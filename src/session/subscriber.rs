use std::{
	collections::{hash_map, HashMap},
	io,
	sync::{atomic, Arc, Mutex},
};

use bytes::Bytes;

use crate::coding::{Decode, DecodeError};
use crate::message::{self, Message};
use crate::serve::{self, ServeError};
use crate::transport;
use crate::util::{Queue, Watch};
use crate::{data, MoqError};

use super::{Announced, AnnouncedRecv, Reader, SessionError, Subscribe, SubscribeRecv, SubscribeRequest};

struct TrackStatusState {
	status: Option<message::TrackStatus>,
	closed: Result<(), SessionError>,
}

impl Default for TrackStatusState {
	fn default() -> Self {
		Self {
			status: None,
			closed: Ok(()),
		}
	}
}

pub(super) struct TrackStatusRecv {
	state: Watch<TrackStatusState>,
}

/// The subscriber half of a session: requests tracks and receives objects.
pub struct Subscriber<S: transport::Session> {
	announced: Arc<Mutex<HashMap<String, AnnouncedRecv>>>,
	announced_queue: Queue<Announced<S>, SessionError>,

	subscribes: Arc<Mutex<HashMap<u64, SubscribeRecv>>>,
	subscribe_next: Arc<atomic::AtomicU64>,

	track_statuses: Arc<Mutex<HashMap<(String, String), TrackStatusRecv>>>,

	outgoing: Queue<Message, SessionError>,
	closing: Watch<Option<message::GoAway>>,
}

impl<S: transport::Session> std::fmt::Debug for Subscriber<S> {
	fn fmt(&self, f: &mut std::fmt::Formatter<'_>) -> std::fmt::Result {
		f.debug_struct("Subscriber").finish_non_exhaustive()
	}
}

impl<S: transport::Session> Clone for Subscriber<S> {
	fn clone(&self) -> Self {
		Self {
			announced: self.announced.clone(),
			announced_queue: self.announced_queue.clone(),
			subscribes: self.subscribes.clone(),
			subscribe_next: self.subscribe_next.clone(),
			track_statuses: self.track_statuses.clone(),
			outgoing: self.outgoing.clone(),
			closing: self.closing.clone(),
		}
	}
}

impl<S: transport::Session> Subscriber<S> {
	pub(super) fn new(outgoing: Queue<Message, SessionError>, closing: Watch<Option<message::GoAway>>) -> Self {
		Self {
			announced: Default::default(),
			announced_queue: Default::default(),
			subscribes: Default::default(),
			subscribe_next: Default::default(),
			track_statuses: Default::default(),
			outgoing,
			closing,
		}
	}

	/// The next namespace announced by the publisher.
	pub async fn announced(&mut self) -> Result<Announced<S>, SessionError> {
		self.announced_queue.pop().await
	}

	/// The GOAWAY draining this session, if any.
	pub fn goaway(&self) -> Option<message::GoAway> {
		self.closing.lock().clone()
	}

	/// Subscribe to a track, assigning it a fresh subscribe ID.
	///
	/// The returned handle resolves once the publisher responds.
	pub fn subscribe(&mut self, request: SubscribeRequest) -> Result<Subscribe<S>, SessionError> {
		if self.closing.lock().is_some() {
			return Err(SessionError::GoingAway);
		}

		let id = self.subscribe_next.fetch_add(1, atomic::Ordering::Relaxed);

		let msg = message::Subscribe {
			id,
			track_alias: request.track_alias.unwrap_or(id),
			track_namespace: request.namespace,
			track_name: request.name,
			priority: request.priority,
			group_order: request.group_order,
			filter_type: request.filter_type,
			start: request.start,
			end: request.end,
			params: request.params,
		};

		let (subscribe, recv) = Subscribe::new(self.clone(), &msg);
		self.subscribes.lock().unwrap().insert(id, recv);

		self.send_message(msg)?;

		Ok(subscribe)
	}

	/// Query the status of a track, resolving on the matching TRACK_STATUS.
	pub async fn track_status(&mut self, namespace: &str, name: &str) -> Result<message::TrackStatus, SessionError> {
		if self.closing.lock().is_some() {
			return Err(SessionError::GoingAway);
		}

		let key = (namespace.to_string(), name.to_string());
		let state = {
			let mut pending = self.track_statuses.lock().unwrap();

			match pending.entry(key) {
				hash_map::Entry::Occupied(_) => return Err(SessionError::Duplicate),
				hash_map::Entry::Vacant(entry) => {
					let state = Watch::new(TrackStatusState::default());
					entry.insert(TrackStatusRecv {
						state: state.clone(),
					});
					state
				}
			}
		};

		self.send_message(message::TrackStatusRequest {
			track_namespace: namespace.to_string(),
			track_name: name.to_string(),
		})?;

		loop {
			let notify = {
				let state = state.lock();
				if let Some(status) = &state.status {
					return Ok(status.clone());
				}
				state.closed.clone()?;
				state.changed()
			};

			notify.await
		}
	}

	pub(super) fn send_message<M: Into<message::Subscriber>>(&mut self, msg: M) -> Result<(), SessionError> {
		let msg = msg.into();

		// Remove state on terminal messages.
		match &msg {
			message::Subscriber::AnnounceCancel(msg) => self.drop_announce(&msg.namespace),
			message::Subscriber::AnnounceError(msg) => self.drop_announce(&msg.namespace),
			message::Subscriber::Unsubscribe(msg) => {
				if let Some(mut subscribe) = self.subscribes.lock().unwrap().remove(&msg.id) {
					subscribe.cancel();
				}
			}
			_ => {}
		}

		log::debug!("sending message: {:?}", msg);
		self.outgoing.push(msg.into())
	}

	pub(super) fn recv_message(&mut self, msg: message::Publisher) -> Result<(), SessionError> {
		log::debug!("received message: {:?}", msg);

		match msg {
			message::Publisher::Announce(msg) => self.recv_announce(msg),
			message::Publisher::Unannounce(msg) => self.recv_unannounce(msg),
			message::Publisher::SubscribeOk(msg) => self.recv_subscribe_ok(msg),
			message::Publisher::SubscribeError(msg) => self.recv_subscribe_error(msg),
			message::Publisher::SubscribeDone(msg) => self.recv_subscribe_done(msg),
			message::Publisher::TrackStatus(msg) => self.recv_track_status(msg),
		}
	}

	fn recv_announce(&mut self, msg: message::Announce) -> Result<(), SessionError> {
		let mut announces = self.announced.lock().unwrap();

		let entry = match announces.entry(msg.namespace.clone()) {
			hash_map::Entry::Occupied(_) => return Err(SessionError::Duplicate),
			hash_map::Entry::Vacant(entry) => entry,
		};

		let (announced, recv) = Announced::new(self.clone(), msg.namespace);
		entry.insert(recv);

		self.announced_queue.push(announced)
	}

	fn recv_unannounce(&mut self, msg: message::Unannounce) -> Result<(), SessionError> {
		if let Some(mut announce) = self.announced.lock().unwrap().remove(&msg.namespace) {
			announce.recv_unannounce();
		}

		Ok(())
	}

	fn recv_subscribe_ok(&mut self, msg: message::SubscribeOk) -> Result<(), SessionError> {
		// An OK for a subscription we never started is a protocol violation.
		self.subscribes
			.lock()
			.unwrap()
			.get_mut(&msg.id)
			.ok_or(SessionError::ProtocolViolation)?
			.recv_ok(msg)
	}

	fn recv_subscribe_error(&mut self, msg: message::SubscribeError) -> Result<(), SessionError> {
		// May race with a local unsubscribe, so an unknown ID is fine.
		if let Some(mut subscribe) = self.subscribes.lock().unwrap().remove(&msg.id) {
			subscribe.recv_error(msg);
		} else {
			log::debug!("subscribe error for unknown subscription: {}", msg.id);
		}

		Ok(())
	}

	fn recv_subscribe_done(&mut self, msg: message::SubscribeDone) -> Result<(), SessionError> {
		if let Some(mut subscribe) = self.subscribes.lock().unwrap().remove(&msg.id) {
			subscribe.recv_done(msg);
		} else {
			log::debug!("subscribe done for unknown subscription: {}", msg.id);
		}

		Ok(())
	}

	fn recv_track_status(&mut self, msg: message::TrackStatus) -> Result<(), SessionError> {
		let key = (msg.track_namespace.clone(), msg.track_name.clone());

		if let Some(recv) = self.track_statuses.lock().unwrap().remove(&key) {
			recv.state.lock_mut().status = Some(msg);
		} else {
			log::debug!("unsolicited track status: {}/{}", msg.track_namespace, msg.track_name);
		}

		Ok(())
	}

	pub(super) fn drop_announce(&mut self, namespace: &str) {
		self.announced.lock().unwrap().remove(namespace);
	}

	fn create_object(&mut self, subscribe_id: u64, object: serve::Object) -> Result<serve::ObjectWriter, SessionError> {
		let mut subscribes = self.subscribes.lock().unwrap();
		let subscribe = subscribes
			.get_mut(&subscribe_id)
			.ok_or(ServeError::NotFound)?;

		Ok(subscribe.create(object)?)
	}

	/// Serve one incoming unidirectional stream until it ends.
	pub(super) async fn recv_stream(mut self, stream: S::RecvStream) -> Result<(), SessionError> {
		let mut reader = Reader::new(stream);

		match self.recv_stream_inner(&mut reader).await {
			// An unknown stream header poisons the whole session.
			Err(err @ SessionError::Decode(DecodeError::InvalidStreamHeader(_))) => Err(err),

			// Anything else only poisons this stream.
			Err(err) => {
				log::warn!("failed to serve stream: {}", err);
				reader.stop(err.code());
				Ok(())
			}

			Ok(()) => Ok(()),
		}
	}

	async fn recv_stream_inner(&mut self, reader: &mut Reader<S::RecvStream>) -> Result<(), SessionError> {
		let header: data::Header = reader.decode().await?;
		log::trace!("received stream header: {:?}", header);

		match header {
			data::Header::Track(track) => self.recv_track(track, reader).await,
			data::Header::Group(group) => self.recv_group(group, reader).await,
			data::Header::Object(object) => self.recv_object(object, reader).await,
		}
	}

	async fn recv_track(
		&mut self,
		header: data::TrackHeader,
		reader: &mut Reader<S::RecvStream>,
	) -> Result<(), SessionError> {
		while !reader.done().await? {
			let chunk: data::TrackObject = reader.decode().await?;
			log::trace!("received track object: {:?}", chunk);

			let mut object = self.create_object(
				header.subscribe_id,
				serve::Object {
					group_id: chunk.group_id,
					object_id: chunk.object_id,
					priority: header.priority,
					status: chunk.status,
					size: Some(chunk.size),
				},
			)?;

			let mut remain = chunk.size;
			while remain > 0 {
				let data = reader.read_chunk(remain).await?.ok_or(SessionError::WrongSize)?;
				log::trace!("received track payload: {:?}", data.len());
				remain -= data.len();
				object.write(data).await?;
			}

			object.finish()?;
		}

		Ok(())
	}

	async fn recv_group(
		&mut self,
		header: data::GroupHeader,
		reader: &mut Reader<S::RecvStream>,
	) -> Result<(), SessionError> {
		while !reader.done().await? {
			let chunk: data::GroupObject = reader.decode().await?;
			log::trace!("received group object: {:?}", chunk);

			let mut object = self.create_object(
				header.subscribe_id,
				serve::Object {
					group_id: header.group_id,
					object_id: chunk.object_id,
					priority: header.priority,
					status: chunk.status,
					size: Some(chunk.size),
				},
			)?;

			let mut remain = chunk.size;
			while remain > 0 {
				let data = reader.read_chunk(remain).await?.ok_or(SessionError::WrongSize)?;
				log::trace!("received group payload: {:?}", data.len());
				remain -= data.len();
				object.write(data).await?;
			}

			object.finish()?;
		}

		Ok(())
	}

	async fn recv_object(
		&mut self,
		header: data::ObjectHeader,
		reader: &mut Reader<S::RecvStream>,
	) -> Result<(), SessionError> {
		let mut object = self.create_object(
			header.subscribe_id,
			serve::Object {
				group_id: header.group_id,
				object_id: header.object_id,
				priority: header.priority,
				status: header.status,
				size: None,
			},
		)?;

		// The payload runs to the end of the stream.
		while let Some(data) = reader.read_chunk(usize::MAX).await? {
			log::trace!("received object payload: {:?}", data.len());
			object.write(data).await?;
		}

		object.finish()?;

		Ok(())
	}

	pub(super) async fn recv_datagram(&mut self, datagram: Bytes) {
		// A malformed or stale datagram is dropped; there is no stream to reset.
		if let Err(err) = self.recv_datagram_inner(datagram).await {
			log::warn!("failed to process datagram: {}", err);
		}
	}

	async fn recv_datagram_inner(&mut self, datagram: Bytes) -> Result<(), SessionError> {
		let mut cursor = io::Cursor::new(&datagram);
		let datagram = data::Datagram::decode(&mut cursor)?;
		log::trace!("received datagram: {:?}", datagram);

		let object = serve::Object {
			group_id: datagram.group_id,
			object_id: datagram.object_id,
			priority: datagram.priority,
			status: datagram.status,
			size: Some(datagram.payload.len()),
		};

		let mut object = self.create_object(datagram.subscribe_id, object)?;

		if !datagram.payload.is_empty() {
			object.write(datagram.payload).await?;
		}
		object.finish()?;

		Ok(())
	}

	pub(super) fn close(&mut self, err: SessionError) {
		self.announced_queue.close(err.clone()).ok();

		for (_, mut announce) in self.announced.lock().unwrap().drain() {
			announce.close(ServeError::Closed(err.code()));
		}

		for (_, mut subscribe) in self.subscribes.lock().unwrap().drain() {
			subscribe.close(err.clone());
		}

		for (_, recv) in self.track_statuses.lock().unwrap().drain() {
			recv.state.lock_mut().closed = Err(err.clone());
		}
	}
}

DIRECTIONS | Each line of the data in which the string "this" appears needs to be copied.

FINISHED EXERCISE |
	/// The GOAWAY draining this session, if any.
			// Anything else only poisons this stream.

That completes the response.